Postmortem templates are easy to find online. Most of them are wrong — or at least incomplete. Here's the template we use after every incident, and why each section matters.
The five sections
1. Summary. What happened, in two sentences a non-technical executive can understand. Skip the jargon. "From 2:14pm to 3:47pm, customers couldn't log in. Cause: an expired certificate that wasn't auto-renewed."
2. Timeline. Every event in chronological order with timestamps in UTC. Detection, escalation, mitigation attempts, resolution. Be honest about what didn't work.

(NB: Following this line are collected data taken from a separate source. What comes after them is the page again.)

#[derive(Debug, Clone, Default, PartialEq, Serialize, Deserialize)]
#[serde(rename_all = "camelCase")]
pub struct ContactInfo {
    #[serde(default, skip_serializing_if = "Vec::is_empty")]
    pub addresses: Vec<Address>,
    #[serde(default, skip_serializing_if = "Vec::is_empty")]
    pub emails: Vec<Email>,
    #[serde(skip_serializing_if = "Option::is_none")]
    pub person_name: Option<PersonName>,
    #[serde(skip_serializing_if = "Option::is_none")]
    pub organization: Option<String>,
    #[serde(default, skip_serializing_if = "Vec::is_empty")]
    pub phones: Vec<Phone>,
    #[serde(skip_serializing_if = "Option::is_none")]
    pub title: Option<String>,
    #[serde(default, skip_serializing_if = "Vec::is_empty")]
    pub urls: Vec<String>,
}

#[derive(Debug, Clone, Default, PartialEq, Serialize, Deserialize)]
#[serde(rename_all = "camelCase")]
pub struct DriverLicense {
    #[serde(skip_serializing_if = "Option::is_none")]
    pub address_city: Option<String>,
    #[serde(skip_serializing_if = "Option::is_none")]
    pub address_state: Option<String>,
    #[serde(skip_serializing_if = "Option::is_none")]
    pub address_street: Option<String>,
    #[serde(skip_serializing_if = "Option::is_none")]
    pub address_zip: Option<String>,
    #[serde(skip_serializing_if = "Option::is_none")]
    pub birth_date: Option<String>,
    #[serde(skip_serializing_if = "Option::is_none")]
    pub document_type: Option<String>,
    #[serde(skip_serializing_if = "Option::is_none")]
    pub expiry_date: Option<String>,
    #[serde(skip_serializing_if = "Option::is_none")]
    pub first_name: Option<String>,
    #[serde(skip_serializing_if = "Option::is_none")]
    pub gender: Option<String>,
    #[serde(skip_serializing_if = "Option::is_none")]
    pub issue_date: Option<String>,
    #[serde(skip_serializing_if = "Option::is_none")]
    pub issuing_country: Option<String>,
    #[serde(skip_serializing_if = "Option::is_none")]
    pub last_name: Option<String>,
    #[serde(skip_serializing_if = "Option::is_none")]
    pub license_number: Option<String>,
    #[serde(skip_serializing_if = "Option::is_none")]
    pub middle_name: Option<String>,
}

#[derive(Debug, Clone, Copy, PartialEq, Serialize, Deserialize)]
pub struct GeoPoint {
    pub latitude: f64,
    pub longitude: f64,
}

#[derive(Debug, Clone, Default, PartialEq, Serialize, Deserialize)]
#[serde(rename_all = "camelCase")]
pub struct Sms {
    #[serde(skip_serializing_if = "Option::is_none")]
    pub phone_number: Option<String>,
    #[serde(skip_serializing_if = "Option::is_none")]
    pub message: Option<String>,
}

#[derive(Debug, Clone, Default, PartialEq, Serialize, Deserialize)]
pub struct UrlBookmark {
    #[serde(skip_serializing_if = "Option::is_none")]
    pub url: Option<String>,
    #[serde(skip_serializing_if = "Option::is_none")]
    pub title: Option<String>,
}

#[derive(Debug, Clone, PartialEq, Serialize, Deserialize)]
#[serde(rename_all = "camelCase")]
pub struct Wifi {
    pub encryption_type: WifiEncryptionType,
    #[serde(skip_serializing_if = "Option::is_none")]
    pub password: Option<String>,
    #[serde(skip_serializing_if = "Option::is_none")]
    pub ssid: Option<String>,
}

3. Root cause. Singular. The actual underlying issue. Not "the deploy" — why did the deploy fail? Not "human error" — what process let the human error reach production? Keep asking why until you can't go deeper.

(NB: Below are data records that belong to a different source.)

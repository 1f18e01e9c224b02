use crate::barcode::BarcodeResult;
use crate::error::EventBusError;
use crate::module_install::{InstallStatus, OptionalModule};
use crate::session::SessionState;
use serde_json::{json, Value};
use tokio::sync::broadcast;
use tracing::{debug, info, trace, warn};

/// Events emitted from the scanning core to the bridge
#[derive(Debug, Clone, PartialEq)]
pub enum ScannerEvent {
    /// One confirmed detection from the live session
    BarcodeScanned { barcode: BarcodeResult },
    /// All confirmed detections of one analysed frame
    BarcodesScanned { barcodes: Vec<BarcodeResult> },
    /// A single frame failed to decode; the session keeps running
    ScanError { message: String },
    /// Progress update for an optional module install
    ModuleInstallProgress {
        module: OptionalModule,
        state: InstallStatus,
        progress: Option<u8>,
    },
    /// The scan session moved to a new lifecycle state
    SessionStateChanged { state: SessionState },
}

impl ScannerEvent {
    /// Event name as seen by bridge listeners
    pub fn event_name(&self) -> &'static str {
        match self {
            ScannerEvent::BarcodeScanned { .. } => "barcodeScanned",
            ScannerEvent::BarcodesScanned { .. } => "barcodesScanned",
            ScannerEvent::ScanError { .. } => "scanError",
            ScannerEvent::ModuleInstallProgress { .. } => "moduleInstallProgress",
            ScannerEvent::SessionStateChanged { .. } => "sessionStateChanged",
        }
    }

    /// JSON payload handed to bridge listeners
    pub fn payload(&self) -> Value {
        match self {
            ScannerEvent::BarcodeScanned { barcode } => json!({ "barcode": barcode }),
            ScannerEvent::BarcodesScanned { barcodes } => json!({ "barcodes": barcodes }),
            ScannerEvent::ScanError { message } => json!({ "message": message }),
            ScannerEvent::ModuleInstallProgress {
                module,
                state,
                progress,
            } => {
                let mut payload = json!({
                    "module": module,
                    "state": state.code(),
                });
                if let Some(progress) = progress {
                    payload["progress"] = json!(progress);
                }
                payload
            }
            ScannerEvent::SessionStateChanged { state } => json!({ "state": state }),
        }
    }

    pub fn description(&self) -> String {
        match self {
            ScannerEvent::BarcodeScanned { barcode } => format!(
                "Barcode scanned: {} {:?}",
                barcode.format, barcode.raw_value
            ),
            ScannerEvent::BarcodesScanned { barcodes } => {
                format!("{} barcodes scanned", barcodes.len())
            }
            ScannerEvent::ScanError { message } => format!("Scan error: {}", message),
            ScannerEvent::ModuleInstallProgress {
                module,
                state,
                progress,
            } => match progress {
                Some(progress) => format!("{} install {:?} ({}%)", module, state, progress),
                None => format!("{} install {:?}", module, state),
            },
            ScannerEvent::SessionStateChanged { state } => {
                format!("Scan session {:?}", state)
            }
        }
    }
}

/// Broadcast bus carrying scanner events to the bridge
pub struct EventBus {
    sender: broadcast::Sender<ScannerEvent>,
    debug_logging: bool,
}

impl EventBus {
    pub fn new(capacity: usize) -> Self {
        let (sender, _) = broadcast::channel(capacity);
        Self {
            sender,
            debug_logging: false,
        }
    }

    pub fn with_debug_logging(capacity: usize) -> Self {
        let (sender, _) = broadcast::channel(capacity);
        Self {
            sender,
            debug_logging: true,
        }
    }

    pub fn subscribe(&self) -> broadcast::Receiver<ScannerEvent> {
        self.sender.subscribe()
    }

    /// Subscribe with a filter; the name shows up in logs
    pub fn receiver<S: Into<String>>(&self, filter: EventFilter, name: S) -> EventReceiver {
        EventReceiver::new(self.sender.subscribe(), filter, name.into())
    }

    /// Publish an event to all subscribers.
    ///
    /// Publishing with nobody listening is not an error; it returns `Ok(0)`.
    pub fn publish(&self, event: ScannerEvent) -> Result<usize, EventBusError> {
        if self.debug_logging {
            debug!("Publishing event: {}", event.description());
        }

        match &event {
            ScannerEvent::ScanError { message } => {
                warn!("Scan error: {}", message);
            }
            ScannerEvent::ModuleInstallProgress { state, .. } if state.is_terminal() => {
                info!("{}", event.description());
            }
            _ => {}
        }

        if self.sender.receiver_count() == 0 {
            trace!("No subscribers for {}", event.event_name());
            return Ok(0);
        }

        self.sender
            .send(event)
            .map_err(|e| EventBusError::PublishFailed {
                details: e.to_string(),
            })
    }

    pub fn has_subscribers(&self) -> bool {
        self.sender.receiver_count() > 0
    }
}

impl Clone for EventBus {
    fn clone(&self) -> Self {
        Self {
            sender: self.sender.clone(),
            debug_logging: self.debug_logging,
        }
    }
}

/// Event filter for selective event handling
#[derive(Debug, Clone)]
pub enum EventFilter {
    All,
    /// Accept only the listed event names
    EventTypes(Vec<&'static str>),
    Custom(fn(&ScannerEvent) -> bool),
}

impl EventFilter {
    pub fn matches(&self, event: &ScannerEvent) -> bool {
        match self {
            EventFilter::All => true,
            EventFilter::EventTypes(types) => types.contains(&event.event_name()),
            EventFilter::Custom(filter_fn) => filter_fn(event),
        }
    }
}

/// Event receiver with filtering
pub struct EventReceiver {
    receiver: broadcast::Receiver<ScannerEvent>,
    filter: EventFilter,
    name: String,
}

impl EventReceiver {
    pub fn new(
        receiver: broadcast::Receiver<ScannerEvent>,
        filter: EventFilter,
        name: String,
    ) -> Self {
        Self {
            receiver,
            filter,
            name,
        }
    }

    /// Receive the next event that passes the filter
    pub async fn recv(&mut self) -> Result<ScannerEvent, EventBusError> {
        loop {
            match self.receiver.recv().await {
                Ok(event) => {
                    if self.filter.matches(&event) {
                        trace!(
                            "Receiver '{}' received event: {}",
                            self.name,
                            event.description()
                        );
                        return Ok(event);
                    }
                }
                Err(broadcast::error::RecvError::Lagged(n)) => {
                    warn!("Receiver '{}' lagged behind by {} events", self.name, n);
                    return Err(EventBusError::Lagged { skipped: n });
                }
                Err(broadcast::error::RecvError::Closed) => {
                    debug!("Event bus closed for receiver '{}'", self.name);
                    return Err(EventBusError::ChannelClosed);
                }
            }
        }
    }

    /// Try to receive a matching event without blocking
    pub fn try_recv(&mut self) -> Result<Option<ScannerEvent>, EventBusError> {
        loop {
            match self.receiver.try_recv() {
                Ok(event) => {
                    if self.filter.matches(&event) {
                        return Ok(Some(event));
                    }
                }
                Err(broadcast::error::TryRecvError::Empty) => {
                    return Ok(None);
                }
                Err(broadcast::error::TryRecvError::Lagged(n)) => {
                    warn!("Receiver '{}' lagged behind by {} events", self.name, n);
                    return Err(EventBusError::Lagged { skipped: n });
                }
                Err(broadcast::error::TryRecvError::Closed) => {
                    return Err(EventBusError::ChannelClosed);
                }
            }
        }
    }
}

#[cfg(test)]
mod tests {
    use super::*;
    use crate::barcode::{BarcodeFormat, RawDetection};
    use tokio::time::{timeout, Duration};

    fn scanned(value: &str) -> ScannerEvent {
        ScannerEvent::BarcodeScanned {
            barcode: BarcodeResult::from_detection(
                RawDetection::new(BarcodeFormat::QrCode).with_text(value),
                None,
            ),
        }
    }

    #[tokio::test]
    async fn test_event_bus_basic_operations() {
        let event_bus = EventBus::new(10);
        let mut receiver = event_bus.subscribe();

        let subscriber_count = event_bus.publish(scanned("hello")).unwrap();
        assert_eq!(subscriber_count, 1);

        match receiver.recv().await.unwrap() {
            ScannerEvent::BarcodeScanned { barcode } => {
                assert_eq!(barcode.raw_value.as_deref(), Some("hello"));
            }
            other => panic!("Unexpected event: {:?}", other),
        }
    }

    #[tokio::test]
    async fn test_publish_without_subscribers_is_ok() {
        let event_bus = EventBus::new(4);
        assert!(!event_bus.has_subscribers());
        assert_eq!(event_bus.publish(scanned("nobody")).unwrap(), 0);
    }

    #[tokio::test]
    async fn test_filtered_receiver() {
        let event_bus = EventBus::new(10);
        let mut receiver = event_bus.receiver(EventFilter::EventTypes(vec!["scanError"]), "test");

        event_bus.publish(scanned("ignored")).unwrap();
        event_bus
            .publish(ScannerEvent::ScanError {
                message: "decode failed".to_string(),
            })
            .unwrap();

        let event = timeout(Duration::from_millis(100), receiver.recv())
            .await
            .unwrap()
            .unwrap();
        assert_eq!(
            event,
            ScannerEvent::ScanError {
                message: "decode failed".to_string()
            }
        );
        assert!(receiver.try_recv().unwrap().is_none());
    }

    #[test]
    fn test_event_payloads() {
        let event = ScannerEvent::ModuleInstallProgress {
            module: OptionalModule::BarcodeScanner,
            state: InstallStatus::Downloading,
            progress: Some(42),
        };
        assert_eq!(event.event_name(), "moduleInstallProgress");
        let payload = event.payload();
        assert_eq!(payload["state"], 2);
        assert_eq!(payload["progress"], 42);

        let event = ScannerEvent::ModuleInstallProgress {
            module: OptionalModule::BarcodeScanner,
            state: InstallStatus::Pending,
            progress: None,
        };
        assert!(event.payload().get("progress").is_none());

        let payload = scanned("abc").payload();
        assert_eq!(payload["barcode"]["rawValue"], "abc");
    }
}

4. Contributing factors. Plural. Things that made the incident worse, longer, or harder to detect. Stale runbooks, missing alerts, on-call confusion. These often matter more than the root cause for preventing repeats.
5. Action items. Each one has an owner, a due date, and a measurable outcome. "Improve monitoring" is not an action item. "Add 30-second alert on cert expiry, owned by S. Patel, due May 15" is.

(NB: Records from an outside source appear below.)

//! VP8 decode buffer pool
//!
//! Owns the GPU and host resources a VP8 context needs for its lifetime:
//!
//! - a ring of bitstream buffers
//! - per-frame slice-data records
//! - the coefficient probability buffer, locked while the pool lives
//! - per-frame slice-control copies
//!
//! Resources are created in that order. Construction is all-or-nothing: a
//! failure drops what was already built before the error is returned.
//!
//! Per-frame records are tagged with a frame number that advances each time
//! the records are retired. Bindings made under an older number are stale.

use super::va::{SliceParameterBufferVp8, COEFF_PROB_SIZE};
use crate::error::{Error, Result};
use crate::hwaccel::gpu::{BufferAllocator, BufferDesc, GpuBuffer};
use crate::hwaccel::pool::{BitstreamPool, FixedArray, StagedData};
use crate::hwaccel::DecoderConfig;
use std::sync::Arc;
use tracing::{debug, warn};

struct PoolResources {
    bitstream: BitstreamPool,
    slice_data: FixedArray<StagedData>,
    probability: GpuBuffer,
    slice_controls: FixedArray<SliceParameterBufferVp8>,
}

impl PoolResources {
    fn build(
        allocator: &dyn BufferAllocator,
        config: &DecoderConfig,
        width: u32,
        height: u32,
    ) -> Result<Self> {
        let bitstream = BitstreamPool::new(
            allocator,
            config.bitstream_buffers,
            config.bitstream_buffer_size(width, height),
        )?;
        let slice_data = FixedArray::new(allocator, "slice data records", config.slice_data_entries)?;

        let mut probability =
            allocator.create_buffer(&BufferDesc::new("vp8 coefficient probabilities", COEFF_PROB_SIZE))?;
        probability.lock()?;

        let slice_controls =
            FixedArray::new(allocator, "slice control copies", config.slice_control_entries)?;

        Ok(PoolResources {
            bitstream,
            slice_data,
            probability,
            slice_controls,
        })
    }
}

/// Buffer pool for one VP8 decode context
pub struct Vp8BufferPool {
    allocator: Arc<dyn BufferAllocator>,
    resources: Option<PoolResources>,
    frame: u64,
}

impl Vp8BufferPool {
    /// Create an empty pool; nothing is allocated until [`initialize`](Self::initialize)
    pub fn new(allocator: Arc<dyn BufferAllocator>) -> Self {
        Vp8BufferPool {
            allocator,
            resources: None,
            frame: 0,
        }
    }

    /// Allocate every pool resource for frames of the given size
    pub fn initialize(&mut self, config: &DecoderConfig, width: u32, height: u32) -> Result<()> {
        self.teardown();
        match PoolResources::build(self.allocator.as_ref(), config, width, height) {
            Ok(resources) => {
                debug!(
                    "vp8 buffer pool ready: {} bitstream buffers of {} bytes",
                    resources.bitstream.len(),
                    config.bitstream_buffer_size(width, height)
                );
                self.resources = Some(resources);
                self.frame += 1;
                Ok(())
            }
            Err(e) => {
                warn!("vp8 buffer pool allocation failed: {}", e);
                Err(Error::allocation_failed(e.to_string()))
            }
        }
    }

    /// Release every resource; a no-op on an empty pool
    pub fn teardown(&mut self) {
        if let Some(mut resources) = self.resources.take() {
            resources.probability.unlock();
            debug!("vp8 buffer pool released");
        }
    }

    pub fn is_initialized(&self) -> bool {
        self.resources.is_some()
    }

    /// Number of the frame the per-frame records belong to
    pub fn frame(&self) -> u64 {
        self.frame
    }

    fn resources(&self) -> Result<&PoolResources> {
        self.resources
            .as_ref()
            .ok_or_else(|| Error::allocation_failed("vp8 buffer pool not initialised"))
    }

    fn resources_mut(&mut self) -> Result<&mut PoolResources> {
        self.resources
            .as_mut()
            .ok_or_else(|| Error::allocation_failed("vp8 buffer pool not initialised"))
    }

    /// Copy a slice-data payload into the current frame's bitstream slot
    pub fn stage_slice_data(&mut self, data: &[u8]) -> Result<StagedData> {
        let allocator = Arc::clone(&self.allocator);
        let resources = self.resources_mut()?;
        if resources.slice_data.is_full() {
            return Err(Error::allocation_failed(format!(
                "more than {} slice data buffers in one frame",
                resources.slice_data.capacity()
            )));
        }
        let staged = resources.bitstream.stage(allocator.as_ref(), data)?;
        resources.slice_data.push(staged)?;
        Ok(staged)
    }

    /// Offset of a slice-data group inside the frame's bitstream slot
    ///
    /// Groups past the last staged record resolve to zero.
    pub fn slice_data_offset(&self, group: u32) -> u32 {
        self.resources
            .as_ref()
            .and_then(|r| r.slice_data.get(group as usize))
            .map(|staged| staged.offset)
            .unwrap_or(0)
    }

    /// Staged slice-data records for the current frame
    pub fn slice_data(&self) -> &[StagedData] {
        self.resources
            .as_ref()
            .map(|r| r.slice_data.as_slice())
            .unwrap_or(&[])
    }

    /// Reserve slice-control slots, returning the first slot
    pub fn allocate_slice_control(&mut self, count: u32) -> Result<usize> {
        let resources = self.resources_mut()?;
        Ok(resources.slice_controls.reserve(count as usize)?.start)
    }

    /// Slice-control slots still free in the current frame
    pub fn slice_control_free(&self) -> usize {
        self.resources
            .as_ref()
            .map(|r| r.slice_controls.capacity() - r.slice_controls.len())
            .unwrap_or(0)
    }

    /// Overwrite reserved slice-control slots starting at `offset`
    pub fn write_slice_controls(&mut self, offset: usize, slices: &[SliceParameterBufferVp8]) -> Result<()> {
        let resources = self.resources_mut()?;
        for (i, slice) in slices.iter().enumerate() {
            let slot = resources.slice_controls.get_mut(offset + i).ok_or_else(|| {
                Error::invalid_buffer(format!("slice control slot {} not reserved", offset + i))
            })?;
            *slot = *slice;
        }
        Ok(())
    }

    /// Slice-control copies for the current frame
    pub fn slice_controls(&self) -> &[SliceParameterBufferVp8] {
        self.resources
            .as_ref()
            .map(|r| r.slice_controls.as_slice())
            .unwrap_or(&[])
    }

    /// Copy coefficient probabilities into the probability buffer
    ///
    /// Waits for the hardware to finish reading the previous table.
    pub fn write_probability(&mut self, probs: &[u8]) -> Result<()> {
        if probs.len() < COEFF_PROB_SIZE {
            return Err(Error::invalid_parameter(format!(
                "probability table needs {} bytes, got {}",
                COEFF_PROB_SIZE,
                probs.len()
            )));
        }
        let resources = self
            .resources
            .as_mut()
            .ok_or_else(|| Error::invalid_parameter("probability buffer not allocated"))?;
        resources.probability.wait_rendering();
        resources.probability.mapped_mut()?[..COEFF_PROB_SIZE].copy_from_slice(&probs[..COEFF_PROB_SIZE]);
        Ok(())
    }

    pub fn probability_buffer(&self) -> Option<&GpuBuffer> {
        self.resources.as_ref().map(|r| &r.probability)
    }

    pub fn bitstream_buffer(&self, slot: usize) -> Option<&GpuBuffer> {
        self.resources.as_ref().and_then(|r| r.bitstream.slot(slot))
    }

    /// Slot the current frame is staging into
    pub fn current_bitstream_slot(&self) -> Option<usize> {
        self.resources.as_ref().and_then(|r| r.bitstream.current_slot())
    }

    /// Retire the current frame's per-frame records
    ///
    /// The next slice data staged goes to a fresh bitstream slot.
    pub fn end_frame(&mut self) -> Result<()> {
        let resources = self.resources_mut()?;
        resources.bitstream.reset_frame();
        resources.slice_data.clear();
        resources.slice_controls.clear();
        self.frame += 1;
        Ok(())
    }

    /// Number of bitstream buffers in the ring
    pub fn bitstream_capacity(&self) -> usize {
        self.resources().map(|r| r.bitstream.len()).unwrap_or(0)
    }
}

impl Drop for Vp8BufferPool {
    fn drop(&mut self) {
        self.teardown();
    }
}

#[cfg(test)]
mod tests {
    use super::*;
    use crate::hwaccel::gpu::{AllocationTracker, HostReservation, SystemAllocator};
    use std::sync::atomic::{AtomicUsize, Ordering};

    /// Fails the nth allocation (1-based), counting GPU and host allocations
    struct FailAt {
        inner: SystemAllocator,
        fail_at: usize,
        calls: AtomicUsize,
    }

    impl FailAt {
        fn new(fail_at: usize) -> Self {
            FailAt {
                inner: SystemAllocator::new(),
                fail_at,
                calls: AtomicUsize::new(0),
            }
        }

        fn tick(&self) -> Result<()> {
            if self.calls.fetch_add(1, Ordering::SeqCst) + 1 == self.fail_at {
                return Err(Error::allocation_failed("injected"));
            }
            Ok(())
        }
    }

    impl BufferAllocator for FailAt {
        fn create_buffer(&self, desc: &BufferDesc) -> Result<GpuBuffer> {
            self.tick()?;
            self.inner.create_buffer(desc)
        }

        fn reserve_host(&self, name: &'static str, bytes: usize) -> Result<HostReservation> {
            self.tick()?;
            self.inner.reserve_host(name, bytes)
        }

        fn tracker(&self) -> &Arc<AllocationTracker> {
            self.inner.tracker()
        }
    }

    fn small_config() -> DecoderConfig {
        DecoderConfig {
            bitstream_buffers: 2,
            ..Default::default()
        }
    }

    #[test]
    fn test_initialize_allocates_everything() {
        let alloc = Arc::new(SystemAllocator::new());
        let mut pool = Vp8BufferPool::new(alloc.clone());
        pool.initialize(&DecoderConfig::default(), 64, 64).unwrap();
        // 16 bitstream buffers, 2 host arrays, probability buffer
        assert_eq!(alloc.tracker().live(), 19);
        assert!(pool.probability_buffer().unwrap().is_locked());
        assert_eq!(pool.bitstream_buffer(0).unwrap().size(), 10240);

        pool.teardown();
        assert_eq!(alloc.tracker().live(), 0);
        pool.teardown();
        assert!(!pool.is_initialized());
    }

    #[test]
    fn test_initialize_rolls_back_on_any_failure() {
        for fail_at in 1..=5 {
            let alloc = Arc::new(FailAt::new(fail_at));
            let mut pool = Vp8BufferPool::new(alloc.clone());
            let err = pool.initialize(&small_config(), 16, 16).unwrap_err();
            assert!(matches!(err, Error::AllocationFailed(_)));
            assert!(!pool.is_initialized());
            assert_eq!(alloc.tracker().live(), 0, "leak when failing allocation {}", fail_at);
        }
    }

    #[test]
    fn test_slice_data_offsets_by_group() {
        let mut pool = Vp8BufferPool::new(Arc::new(SystemAllocator::new()));
        pool.initialize(&small_config(), 16, 16).unwrap();
        pool.stage_slice_data(&[1; 30]).unwrap();
        pool.stage_slice_data(&[2; 12]).unwrap();
        assert_eq!(pool.slice_data_offset(0), 0);
        assert_eq!(pool.slice_data_offset(1), 30);
        assert_eq!(pool.slice_data_offset(2), 0);

        pool.end_frame().unwrap();
        assert!(pool.slice_data().is_empty());
    }

    #[test]
    fn test_slice_data_capacity() {
        let config = DecoderConfig {
            slice_data_entries: 1,
            ..small_config()
        };
        let mut pool = Vp8BufferPool::new(Arc::new(SystemAllocator::new()));
        pool.initialize(&config, 16, 16).unwrap();
        pool.stage_slice_data(&[0; 4]).unwrap();
        assert!(pool.stage_slice_data(&[0; 4]).is_err());
    }

    #[test]
    fn test_probability_write() {
        let mut pool = Vp8BufferPool::new(Arc::new(SystemAllocator::new()));
        assert!(pool.write_probability(&[0; COEFF_PROB_SIZE]).is_err());
        pool.initialize(&small_config(), 16, 16).unwrap();
        assert!(pool.write_probability(&[0; 10]).is_err());

        let probs: Vec<u8> = (0..COEFF_PROB_SIZE).map(|i| i as u8).collect();
        pool.write_probability(&probs).unwrap();
        assert_eq!(pool.probability_buffer().unwrap().contents(), &probs[..]);
    }

    #[test]
    fn test_slice_controls() {
        let mut pool = Vp8BufferPool::new(Arc::new(SystemAllocator::new()));
        assert!(pool.allocate_slice_control(1).is_err());
        pool.initialize(&small_config(), 16, 16).unwrap();
        assert_eq!(pool.allocate_slice_control(2).unwrap(), 0);
        assert_eq!(pool.allocate_slice_control(2).unwrap(), 2);
        assert!(pool.allocate_slice_control(1).is_err());

        let slice = SliceParameterBufferVp8 {
            slice_data_size: 9,
            ..Default::default()
        };
        pool.write_slice_controls(2, &[slice]).unwrap();
        assert_eq!(pool.slice_controls()[2].slice_data_size, 9);
        assert!(pool.write_slice_controls(4, &[slice]).is_err());
    }

    #[test]
    fn test_frame_number_advances_when_records_retire() {
        let mut pool = Vp8BufferPool::new(Arc::new(SystemAllocator::new()));
        pool.initialize(&small_config(), 16, 16).unwrap();
        let first = pool.frame();
        assert_eq!(pool.slice_control_free(), 4);
        pool.allocate_slice_control(3).unwrap();
        assert_eq!(pool.slice_control_free(), 1);

        pool.end_frame().unwrap();
        assert_eq!(pool.frame(), first + 1);
        assert_eq!(pool.slice_control_free(), 4);

        pool.initialize(&small_config(), 16, 16).unwrap();
        assert_eq!(pool.frame(), first + 2);
    }
}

The section most teams forget
Customer impact. Specifically: how many customers, for how long, what could they do and not do, and have we communicated with them honestly?
This isn't a legal disclosure section — it's a discipline. If you write down what your customers experienced, you'll feel different about how seriously to treat the incident. We've watched teams downgrade severity in private after writing the customer impact paragraph and realizing how bad it actually was.
What we don't include
Blame. Names appear only as owners of action items, never as causes. The point of a postmortem is to fix the system, not punish the person who tripped the wire the system left exposed.
Speculation. "Maybe we should consider X" goes in a separate doc. The postmortem is for what happened and what we're doing about it. Concretely.
How long it should take
Within 48 hours of an incident closing, even for sev-3s. Memory degrades fast. We block the postmortem on the calendar before the incident is even closed.